Saturday, December 4, 2010

TRANSFERRING FILES

AAAAAUUUUGGGHHH!!!!!!!!
I spent all day trying to find some photos. I cannot find them. I looked all over and on all the CDs I could find and none are the right ones. There are quite a few missing.
Then I thought to check on the Sony to see if they were there. They were not but there were some I wanted to move to the HP. BWAAAHAHAAHAHAHAHAH.
The evil Computer Gods refused to play.

Meanwhile we had our first significant snow. Oh. By the way. Has anyone else noticed the subtle perfusion of the word "significant" in ads lately? There are several ads on TV in which the word is used four or five times.
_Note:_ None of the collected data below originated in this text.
//! 用户档案实体

use sea_orm::entity::prelude::*;

#[derive(Clone, Debug, PartialEq, DeriveEntityModel)]
#[sea_orm(table_name = "profiles")]
pub struct Model {
    #[sea_orm(primary_key)]
    pub id: i64,
    #[sea_orm(unique)]
    pub email: String,
    pub display_name: Option<String>,
    pub role: String,
    pub approval_status: String,
    pub created_at: i64,
    pub updated_at: i64,
}

#[derive(Copy, Clone, Debug, EnumIter, DeriveRelation)]
pub enum Relation {
    #[sea_orm(has_many = "super::courses::Entity")]
    Courses,
    #[sea_orm(has_many = "super::enrollments::Entity")]
    Enrollments,
    #[sea_orm(has_many = "super::instructor_assignments::Entity")]
    InstructorAssignments,
    #[sea_orm(has_many = "super::submissions::Entity")]
    Submissions,
    #[sea_orm(has_many = "super::invitations::Entity")]
    Invitations,
}

impl Related<super::courses::Entity> for Entity {
    fn to() -> RelationDef {
        Relation::Courses.def()
    }
}

impl Related<super::enrollments::Entity> for Entity {
    fn to() -> RelationDef {
        Relation::Enrollments.def()
    }
}

impl Related<super::instructor_assignments::Entity> for Entity {
    fn to() -> RelationDef {
        Relation::InstructorAssignments.def()
    }
}

impl Related<super::submissions::Entity> for Entity {
    fn to() -> RelationDef {
        Relation::Submissions.def()
    }
}

impl Related<super::invitations::Entity> for Entity {
    fn to() -> RelationDef {
        Relation::Invitations.def()
    }
}

impl ActiveModelBehavior for ActiveModel {}

// 从数据库模型转换为业务模型
impl Model {
    pub fn into_profile(self) -> crate::models::profiles::entities::Profile {
        use crate::models::profiles::entities::{ApprovalStatus, Profile, ProfileRole};
        use chrono::{DateTime, Utc};

        Profile {
            id: self.id,
            email: self.email,
            display_name: self.display_name,
            role: self
                .role
                .parse::<ProfileRole>()
                .unwrap_or(ProfileRole::Student),
            approval_status: self
                .approval_status
                .parse::<ApprovalStatus>()
                .unwrap_or(ApprovalStatus::Pending),
            created_at: DateTime::<Utc>::from_timestamp(self.created_at, 0).unwrap_or_default(),
            updated_at: DateTime::<Utc>::from_timestamp(self.updated_at, 0).unwrap_or_default(),
        }
    }
}
use serde::Deserialize;
use ts_rs::TS;

use super::entities::QuestionType;
use crate::models::common::pagination::PaginationQuery;

/// 创建题目
#[derive(Debug, Clone, Deserialize, TS)]
#[ts(export, export_to = "../frontend/src/types/generated/question.ts")]
pub struct CreateQuestionRequest {
    pub course_id: Option<i64>,
    pub content: String,
    pub question_type: QuestionType,
    pub rubric: Option<String>,
    pub options: Option<Vec<String>>,
}

/// 更新题目
///
/// question_type 一旦被任何提交作答引用即不可变更。
#[derive(Debug, Clone, Default, Deserialize, TS)]
#[ts(export, export_to = "../frontend/src/types/generated/question.ts")]
pub struct UpdateQuestionRequest {
    pub content: Option<String>,
    pub question_type: Option<QuestionType>,
    pub rubric: Option<String>,
    pub options: Option<Vec<String>>,
}

/// 题目列表查询
#[derive(Debug, Clone, Default, Deserialize, TS)]
#[ts(export, export_to = "../frontend/src/types/generated/question.ts")]
pub struct QuestionListQuery {
    #[serde(flatten)]
    pub pagination: PaginationQuery,
    pub course_id: Option<i64>,
    // true 时只列出全局题库
    pub global_only: Option<bool>,
}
I cannot remember what the ad is for-- that is how significant it is-- but they need a new, more significant PR company.

Ok back to snow.
So of course the dogs wanted out. And in. (The snow is cold.) And out. (But so much fun) And in.(They get a biscuit when they come in). And out. (The neighbor dogs were out, too.) and in. (Almost lunchtime) and out. (Routine post-prandial needs) And in. (Business taken care of: nap time) And out. (The poopsicles should be almost ready) And in.(Is it time for dinner?) And........
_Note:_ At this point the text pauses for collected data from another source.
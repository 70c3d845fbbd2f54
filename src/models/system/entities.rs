use serde::{Deserialize, Serialize};
use ts_rs::TS;

/// 系统设置键值对
#[derive(Debug, Clone, Serialize, Deserialize, TS)]
#[ts(export, export_to = "../frontend/src/types/generated/system.ts")]
pub struct SystemSetting {
    pub key: String,
    pub value: String,
    pub updated_at: chrono::DateTime<chrono::Utc>,
}

/// 系统初始化标记键：首个管理员创建完成后写入，且只写一次
pub const SYSTEM_INITIALIZED_KEY: &str = "system.initialized";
                                                ***sigh***

Cooper ate. More good news for me. It has been a problem.

There isn't a lot of snow. Although it is now snowing again. So of course,

THE DOGS WANT OUT.

Friday, December 3, 2010

INTIMATELY CONLEY

Conley makes me laugh.
All the Bassets make me laugh but Conley most of all. He has a very intelligent gaze. He believes he can make food levitate off counters, and when that doesn't work, he just stands up and takes it anyway.
He sleeps on my bed in the morning.
Because there is sunlight (sometimes). He is a sunlight pig. All the Bassets are but Conley is especially drawn to spots where another Basset is the most comfortable and then bugs them until the other Basset moves. With sighs of accomplishment and pleasure, he takes over. Except on my bed, where he is king.

Positions vary from the sublime
to the .... uh....not so sublime.
Like many male animals he has
no problem showing off his
masculine attributes. Dogs are,
of course, not burdened with
attitudes of modesty.






I think Conley has cute feet. He needs his nails trimmed more in this photo but that was as far back as I could get them, sitting on him as I was while he yowled and tried to squirrel out from my grasp.







Isn't that a lovely foot? Nails are better in this one. It is always easier to trim the back nails than the front. I have never figured that out but it crosses all breed lines. Is it because they can see what you are doing?
Are the nails thicker on the front?
More important to survival?
Conley just wiggles constantly and whines. Cooper is a jerker. Just as I go to clip, he jerks his paw away.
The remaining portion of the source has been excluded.